After a lengthy investigation, the independent health watchdog this morning released his findings, including “failings in hygiene, wound care and weight management and how they led to a situation that should have been avoided”.
Health and Community Services Complaints Commissioner Associate Professor Grant Davies condemned “poor communication” by those in charge of the man’s care and a lack of support services.
He has made a series of recommendations to improve care for other vulnerable South Australians and demanded DHS apologxjmtzywise to the man and his family.
T2H is a step-down facility for people with disabilities who have been discharged from a long stay in hospital and are awaiting more permanent accommodation.
The man was admitted to the service after being discharged from an un-named regional SA Health hospital, but the Commissioner found he should not have been sent there because his needs were too high and the right supports were not in place.
The case has similarities to that of Ann Marie Smith, who died in hospital in 2020 of septic shock and organ failure after allegedly being left to sit in a cane chair for a year.
In his report, Davies said the SA Ambulance Service (SAAS) crew noted concerns about the care of the man – referred to as Mr D – including “that he had an infected pressure wound, that he was wearing dirty clothing and that he had malodourous body odour”.
Davies said SAAS received a triple zero call on May 31 regarding Mr D “who had increased drowsiness and was not responsive”.
On arrival, they found the man with an infected pressure wound, with patient clinical records stating: “SAAS staff found patient with dirty clothing (had not been changed for a few days). Malodourous body odour and poor personal hygiene due to the negligence of carers.”
“Patient’s case worker and sister report patient has been found in this state (left in faeces and urine (for) prolonged periods of time, with a dirty moist towel over infected wound site),” the notes said.
“SAAS staff also found the wound care of the RN (registered nurse) to be neglectful and subpar…”
Davies said SAAS later provided further information including that:
- Mr D “appeared to be malnourished with a large pressure wound on his jaw”.
- Mr D’s “clothing and underwear were soiled (and) it did not appear as though he had been washed recently with malodourous body odour”.
- The (ambulance) crew were “led to believe that the wound had not been exposed or irrigated on the last visit 3 days prior to SAAS attendance.
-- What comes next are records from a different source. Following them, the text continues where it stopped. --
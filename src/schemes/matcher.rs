//! Scheme matcher: category filter → eligibility → keyword-overlap score.
//!
//! Score is the number of a scheme's keywords found in the complaint text; the
//! category only filters. Ties go to the earlier catalog entry.

use serde::Serialize;

use super::{EligibilityMetadata, SchemeCatalog, SchemeEntry, GENERIC_SCHEME};

const MAX_LISTED_KEYWORDS: usize = 5;

#[derive(Debug, Clone, Copy, PartialEq, Eq, Serialize)]
pub struct MatchPolicy {
    /// Only candidates with at least one keyword hit can win.
    pub require_keyword_hit: bool,
}

impl Default for MatchPolicy {
    fn default() -> Self {
        Self {
            require_keyword_hit: true,
        }
    }
}

#[derive(Debug, Clone, PartialEq, Serialize)]
pub struct SchemeMatch {
    pub scheme: String,
    pub explanation: String,
    pub matched_keywords: Vec<String>,
    pub score: usize,
    /// True when routed to the generic cell (no match or no catalog).
    pub fallback: bool,
}

impl SchemeMatch {
    fn generic(explanation: &str) -> Self {
        Self {
            scheme: GENERIC_SCHEME.to_string(),
            explanation: explanation.to_string(),
            matched_keywords: Vec::new(),
            score: 0,
            fallback: true,
        }
    }
}

#[derive(Debug, Clone)]
pub struct SchemeMatcher {
    catalog: SchemeCatalog,
    policy: MatchPolicy,
}

impl SchemeMatcher {
    pub fn new(catalog: SchemeCatalog, policy: MatchPolicy) -> Self {
        Self { catalog, policy }
    }

    pub fn catalog(&self) -> &SchemeCatalog {
        &self.catalog
    }

    pub fn policy(&self) -> MatchPolicy {
        self.policy
    }

    pub fn match_scheme(
        &self,
        category: &str,
        text: &str,
        area: Option<&str>,
        metadata: Option<&EligibilityMetadata>,
    ) -> SchemeMatch {
        if self.catalog.is_builtin() {
            return SchemeMatch::generic(
                "Scheme engine running in fallback mode (no scheme database loaded on server).",
            );
        }

        let category = category.trim().to_lowercase();
        let text = text.to_lowercase();

        let mut best: Option<(&SchemeEntry, Vec<&str>)> = None;
        for entry in self.catalog.entries() {
            if !entry.covers_category(&category) || !entry.is_eligible(metadata) {
                continue;
            }
            let hits = entry.matched_keywords(&text);
            if self.policy.require_keyword_hit && hits.is_empty() {
                continue;
            }
            let better = match &best {
                None => true,
                Some((_, best_hits)) => hits.len() > best_hits.len(),
            };
            if better {
                best = Some((entry, hits));
            }
        }

        let Some((entry, hits)) = best else {
            return SchemeMatch::generic(
                "No specific welfare scheme matched. Routed to general grievance handling.",
            );
        };

        let listed = hits
            .iter()
            .take(MAX_LISTED_KEYWORDS)
            .copied()
            .collect::<Vec<_>>()
            .join(", ");
        let mut explanation = format!("Matched scheme '{}' using keywords: ", entry.name);
        if listed.is_empty() {
            explanation.push_str("category relevance");
        } else {
            explanation.push_str(&listed);
        }
        if let Some(a) = area.map(str::trim).filter(|a| !a.is_empty()) {
            explanation.push_str(&format!(". Assigned to local office for area '{a}'."));
        }

        SchemeMatch {
            scheme: entry.name.clone(),
            explanation,
            score: hits.len(),
            matched_keywords: hits.into_iter().map(str::to_string).collect(),
            fallback: false,
        }
    }
}
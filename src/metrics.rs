// src/metrics.rs
use axum::{routing::get, Router};
use metrics::{counter, describe_counter, describe_gauge, describe_histogram, gauge, histogram};
use metrics_exporter_prometheus::{PrometheusBuilder, PrometheusHandle};
use once_cell::sync::OnceCell;

use crate::engine::{BootReport, TriageRecord};

pub struct Metrics {
    pub handle: PrometheusHandle,
}

impl Metrics {
    /// Install the Prometheus recorder. Fails if a global recorder is already set.
    pub fn init() -> anyhow::Result<Self> {
        let handle = PrometheusBuilder::new()
            .install_recorder()
            .map_err(|e| anyhow::anyhow!("prometheus: install recorder: {e}"))?;
        ensure_described();
        Ok(Self { handle })
    }

    /// Returns a router exposing `/metrics` with the Prometheus exposition format.
    pub fn router(&self) -> Router {
        let handle = self.handle.clone();
        Router::new().route(
            "/metrics",
            get(move || {
                let h = handle.clone();
                async move { h.render() }
            }),
        )
    }
}

/// One-time metrics registration (so series show up on /metrics).
fn ensure_described() {
    static ONCE: OnceCell<()> = OnceCell::new();
    ONCE.get_or_init(|| {
        describe_counter!(
            "triage_complaints_total",
            "Complaints triaged, by category and classifier mode."
        );
        describe_counter!(
            "triage_scheme_fallback_total",
            "Complaints routed to the generic grievance cell."
        );
        describe_gauge!(
            "triage_engine_degraded",
            "1 when a startup component runs on its fallback."
        );
        describe_histogram!("triage_analyze_ms", "Time spent in the triage pipeline.");
    });
}

pub(crate) fn record_triage(record: &TriageRecord, elapsed_ms: f64) {
    counter!(
        "triage_complaints_total",
        "category" => record.category.clone(),
        "mode" => record.classifier_mode.as_str()
    )
    .increment(1);
    if record.scheme_fallback {
        counter!("triage_scheme_fallback_total").increment(1);
    }
    histogram!("triage_analyze_ms").record(elapsed_ms);
}

pub(crate) fn record_boot(report: &BootReport) {
    for (component, avail) in report.components() {
        let v = if avail.is_ready() { 0.0 } else { 1.0 };
        gauge!("triage_engine_degraded", "component" => component).set(v);
    }
}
On the day of SAAS attendance the RN had not fully exposed the site and placed only a saline soaked dressing combine over it.”
In his findings, Davies said the man weighed 57 kilograms – “below his identified healthy weight range” – when he was weighed at the Royal Adelaide Hospital on June 3.
“When SAAS officers attended T2H on 31 May 2021, they thought Mr D appeared to be malnourished,” he said.
“DHS acknowledges that T2H could have done more to monitor Mr D’s weight and agrees that his weight loss contributed to him being a high risk of malnutrition.”
Davies also found that T2H “failed to properly understand and assess Mr D’s health and needs and implement a care plan which identified and incorporated things such as mobility, hygiene, nutrition and hydration and pressure area care”.
He said it was “not appropriate” for the man to be admitted to T2H “as the level of his disabilities meant that he required total assistance in the areas meal preparation, feeding, toileting/continence, bathing, dressing, grooming, medication, bed linen, transfer and pressure area care which T2H demonstrated that it was not able to fully meet”.
The Commissioner made 13 recommendations including that T2H “apologise to the man and his family for the inadequate care he received”.
He also recommended that hygiene and care be assessed on admission to T2H for all patients, and checked regularly throughout their stay.
In addition, he called for T2H to establish a “Health Monitor” to conduct “regular and documented health and welfare checks of each person admitted to T2H to ensure they are being adequately cared for”.
The findings have prompted an immediate apology from the boss of the Human Services Department and a promise to fix the problems.
In a statement, DHS chief executive Lois Boswell said: “The Department of Human Services (DHS) has accepted the Commissioner’s findings and is genuinely sorry that the client did not receive the level of support and care expected.”
“DHS has formally apologised to the client and their family and accepts it should have been more proactive in ensuring the external NDIS nursing agency attended to provide the wound care required,” she said.
Boswell said the department was already implementing the Commissioner’s recommendations, “including a new management structure and an onsite Team Leader who is authorised to take any action appropriate to ensure clients receive the care they need”.